Items from a dataset
'''

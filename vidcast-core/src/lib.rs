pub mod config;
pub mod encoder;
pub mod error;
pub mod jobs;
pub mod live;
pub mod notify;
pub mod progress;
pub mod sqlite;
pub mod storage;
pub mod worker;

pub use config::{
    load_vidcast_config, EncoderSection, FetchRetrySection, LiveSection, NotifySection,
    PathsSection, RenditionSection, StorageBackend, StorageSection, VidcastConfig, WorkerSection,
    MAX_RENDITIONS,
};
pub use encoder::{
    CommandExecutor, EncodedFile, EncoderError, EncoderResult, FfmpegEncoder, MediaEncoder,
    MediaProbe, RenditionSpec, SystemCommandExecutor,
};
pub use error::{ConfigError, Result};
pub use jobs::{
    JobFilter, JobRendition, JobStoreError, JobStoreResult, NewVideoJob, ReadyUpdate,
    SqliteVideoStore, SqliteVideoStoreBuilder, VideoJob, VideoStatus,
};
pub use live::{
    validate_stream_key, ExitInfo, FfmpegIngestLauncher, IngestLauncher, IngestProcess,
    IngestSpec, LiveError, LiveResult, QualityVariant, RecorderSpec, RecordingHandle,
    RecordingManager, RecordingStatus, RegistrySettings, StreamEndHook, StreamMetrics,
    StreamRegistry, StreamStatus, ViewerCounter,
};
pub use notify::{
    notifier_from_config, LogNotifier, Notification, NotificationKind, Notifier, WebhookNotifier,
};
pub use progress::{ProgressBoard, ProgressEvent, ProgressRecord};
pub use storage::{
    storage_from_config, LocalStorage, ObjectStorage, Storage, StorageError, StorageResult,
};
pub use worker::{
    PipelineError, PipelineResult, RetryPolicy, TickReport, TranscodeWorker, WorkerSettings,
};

'''

→ INSTRUCTIONS TO FOLLOW: Which lines above include the word "progress"? Pick them out and copy them.

→ RESULT OF THE EXERCISE:
pub mod progress;
pub use progress::{ProgressBoard, ProgressEvent, ProgressRecord};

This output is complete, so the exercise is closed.